Collected data entries
# # # # #
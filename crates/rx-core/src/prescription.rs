//! Prescription records and their lifecycle vocabulary.
//!
//! Only the current status is stored. There is no transition history and any status may be
//! written over any other; see [`PrescriptionStatus::is_backward_from`] for the one check the
//! services make (it only logs).

use crate::store::Record;
use crate::RecordId;
use serde::{Deserialize, Serialize};
use std::fmt;
use std::str::FromStr;
use utoipa::ToSchema;

#[derive(Debug, Clone, Copy, PartialEq, Eq, Hash, Default, Serialize, Deserialize, ToSchema)]
#[serde(rename_all = "lowercase")]
pub enum PrescriptionStatus {
    #[default]
    Pending,
    Filled,
    Ready,
    Delivered,
    Cancelled,
}

impl PrescriptionStatus {
    pub const ALL: [PrescriptionStatus; 5] = [
        PrescriptionStatus::Pending,
        PrescriptionStatus::Filled,
        PrescriptionStatus::Ready,
        PrescriptionStatus::Delivered,
        PrescriptionStatus::Cancelled,
    ];

    pub fn as_str(&self) -> &'static str {
        match self {
            PrescriptionStatus::Pending => "pending",
            PrescriptionStatus::Filled => "filled",
            PrescriptionStatus::Ready => "ready",
            PrescriptionStatus::Delivered => "delivered",
            PrescriptionStatus::Cancelled => "cancelled",
        }
    }

    /// Position in the display order of the tracker; `None` for cancelled.
    pub fn stage(&self) -> Option<u8> {
        match self {
            PrescriptionStatus::Pending => Some(0),
            PrescriptionStatus::Filled => Some(1),
            PrescriptionStatus::Ready => Some(2),
            PrescriptionStatus::Delivered => Some(3),
            PrescriptionStatus::Cancelled => None,
        }
    }

    /// True when moving from `previous` to `self` goes back up the tracker, e.g. delivered to
    /// pending. Moves into or out of cancelled are never backward.
    pub fn is_backward_from(&self, previous: PrescriptionStatus) -> bool {
        match (previous.stage(), self.stage()) {
            (Some(before), Some(after)) => after < before,
            _ => false,
        }
    }
}

impl fmt::Display for PrescriptionStatus {
    fn fmt(&self, f: &mut fmt::Formatter<'_>) -> fmt::Result {
        f.write_str(self.as_str())
    }
}

impl FromStr for PrescriptionStatus {
    type Err = crate::RxError;

    fn from_str(s: &str) -> Result<Self, Self::Err> {
        Self::ALL
            .into_iter()
            .find(|status| status.as_str() == s)
            .ok_or_else(|| {
                crate::RxError::InvalidInput(format!("unknown prescription status: {s}"))
            })
    }
}

#[derive(Debug, Clone, Copy, PartialEq, Eq, Hash, Default, Serialize, Deserialize, ToSchema)]
#[serde(rename_all = "lowercase")]
pub enum DeliveryOption {
    #[default]
    Pickup,
    Delivery,
}

impl DeliveryOption {
    pub fn as_str(&self) -> &'static str {
        match self {
            DeliveryOption::Pickup => "pickup",
            DeliveryOption::Delivery => "delivery",
        }
    }
}

impl fmt::Display for DeliveryOption {
    fn fmt(&self, f: &mut fmt::Formatter<'_>) -> fmt::Result {
        f.write_str(self.as_str())
    }
}

#[derive(Debug, Clone, PartialEq, Eq, Serialize, Deserialize, ToSchema)]
#[serde(rename_all = "camelCase")]
pub struct Prescription {
    #[schema(value_type = String)]
    pub id: RecordId,
    pub patient_id: String,
    pub patient_name: String,
    /// Catalog id, empty when the medication was entered as free text.
    #[serde(default)]
    pub medication_id: String,
    pub medication: String,
    pub dosage: String,
    pub quantity: i64,
    pub refills: i64,
    pub instructions: String,
    /// RFC 3339 timestamp set by the server on creation.
    pub prescribed_date: String,
    pub status: PrescriptionStatus,
    pub pharmacy_id: String,
    pub pharmacy: String,
    pub delivery_option: DeliveryOption,
    #[serde(default, skip_serializing_if = "Option::is_none")]
    pub delivery_address: Option<String>,
    #[serde(default, skip_serializing_if = "Option::is_none")]
    pub estimated_ready: Option<String>,
    #[serde(default, skip_serializing_if = "Option::is_none")]
    pub notes: Option<String>,
}

/// Partial prescription. `status` is ignored on create (new prescriptions are always pending).
#[derive(Debug, Clone, Default, PartialEq, Eq, Serialize, Deserialize, ToSchema)]
#[serde(rename_all = "camelCase")]
pub struct PrescriptionDraft {
    #[serde(skip_serializing_if = "Option::is_none")]
    pub patient_id: Option<String>,
    #[serde(skip_serializing_if = "Option::is_none")]
    pub patient_name: Option<String>,
    #[serde(skip_serializing_if = "Option::is_none")]
    pub medication_id: Option<String>,
    #[serde(skip_serializing_if = "Option::is_none")]
    pub medication: Option<String>,
    #[serde(skip_serializing_if = "Option::is_none")]
    pub dosage: Option<String>,
    #[serde(skip_serializing_if = "Option::is_none")]
    pub quantity: Option<i64>,
    #[serde(skip_serializing_if = "Option::is_none")]
    pub refills: Option<i64>,
    #[serde(skip_serializing_if = "Option::is_none")]
    pub instructions: Option<String>,
    #[serde(skip_serializing_if = "Option::is_none")]
    pub status: Option<PrescriptionStatus>,
    #[serde(skip_serializing_if = "Option::is_none")]
    pub pharmacy_id: Option<String>,
    #[serde(skip_serializing_if = "Option::is_none")]
    pub pharmacy: Option<String>,
    #[serde(skip_serializing_if = "Option::is_none")]
    pub delivery_option: Option<DeliveryOption>,
    #[serde(skip_serializing_if = "Option::is_none")]
    pub delivery_address: Option<String>,
    #[serde(skip_serializing_if = "Option::is_none")]
    pub estimated_ready: Option<String>,
    #[serde(skip_serializing_if = "Option::is_none")]
    pub notes: Option<String>,
}

impl Prescription {
    /// Builds a prescription from a validated draft.
    ///
    /// The delivery address is dropped for pickup orders and blank notes are discarded.
    pub fn from_draft(
        id: RecordId,
        draft: PrescriptionDraft,
        prescribed_date: String,
        status: PrescriptionStatus,
    ) -> Self {
        let delivery_option = draft.delivery_option.unwrap_or_default();
        Self {
            id,
            patient_id: draft.patient_id.unwrap_or_default(),
            patient_name: draft.patient_name.unwrap_or_default(),
            medication_id: draft.medication_id.unwrap_or_default(),
            medication: draft.medication.unwrap_or_default().trim().to_string(),
            dosage: draft.dosage.unwrap_or_default().trim().to_string(),
            quantity: draft.quantity.unwrap_or(crate::constants::DEFAULT_QUANTITY),
            refills: draft.refills.unwrap_or(0),
            instructions: draft.instructions.unwrap_or_default().trim().to_string(),
            prescribed_date,
            status,
            pharmacy_id: draft.pharmacy_id.unwrap_or_default(),
            pharmacy: draft.pharmacy.unwrap_or_default(),
            delivery_option,
            delivery_address: match delivery_option {
                DeliveryOption::Delivery => draft.delivery_address,
                DeliveryOption::Pickup => None,
            },
            estimated_ready: draft.estimated_ready,
            notes: draft.notes.filter(|n| !n.trim().is_empty()),
        }
    }

    pub fn to_draft(&self) -> PrescriptionDraft {
        PrescriptionDraft {
            patient_id: Some(self.patient_id.clone()),
            patient_name: Some(self.patient_name.clone()),
            medication_id: Some(self.medication_id.clone()),
            medication: Some(self.medication.clone()),
            dosage: Some(self.dosage.clone()),
            quantity: Some(self.quantity),
            refills: Some(self.refills),
            instructions: Some(self.instructions.clone()),
            status: Some(self.status),
            pharmacy_id: Some(self.pharmacy_id.clone()),
            pharmacy: Some(self.pharmacy.clone()),
            delivery_option: Some(self.delivery_option),
            delivery_address: self.delivery_address.clone(),
            estimated_ready: self.estimated_ready.clone(),
            notes: self.notes.clone(),
        }
    }

    pub fn merged(&self, patch: PrescriptionDraft) -> PrescriptionDraft {
        let current = self.to_draft();
        PrescriptionDraft {
            patient_id: patch.patient_id.or(current.patient_id),
            patient_name: patch.patient_name.or(current.patient_name),
            medication_id: patch.medication_id.or(current.medication_id),
            medication: patch.medication.or(current.medication),
            dosage: patch.dosage.or(current.dosage),
            quantity: patch.quantity.or(current.quantity),
            refills: patch.refills.or(current.refills),
            instructions: patch.instructions.or(current.instructions),
            status: patch.status.or(current.status),
            pharmacy_id: patch.pharmacy_id.or(current.pharmacy_id),
            pharmacy: patch.pharmacy.or(current.pharmacy),
            delivery_option: patch.delivery_option.or(current.delivery_option),
            delivery_address: patch.delivery_address.or(current.delivery_address),
            estimated_ready: patch.estimated_ready.or(current.estimated_ready),
            notes: patch.notes.or(current.notes),
        }
    }
}

impl Record for Prescription {
    const KIND: &'static str = "prescription";

    fn id(&self) -> RecordId {
        self.id
    }
}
# # # # #
How to complete this task >>
Up to and including the line that holds "use utoipa::ToSchema;", reproduce the records above exactly from their first line, and give nothing else.

Written solution >>
filename crates/rx-core/src/prescription.rs
//! Prescription records and their lifecycle vocabulary.
//!
//! Only the current status is stored. There is no transition history and any status may be
//! written over any other; see [`PrescriptionStatus::is_backward_from`] for the one check the
//! services make (it only logs).

use crate::store::Record;
use crate::RecordId;
use serde::{Deserialize, Serialize};
use std::fmt;
use std::str::FromStr;
use utoipa::ToSchema;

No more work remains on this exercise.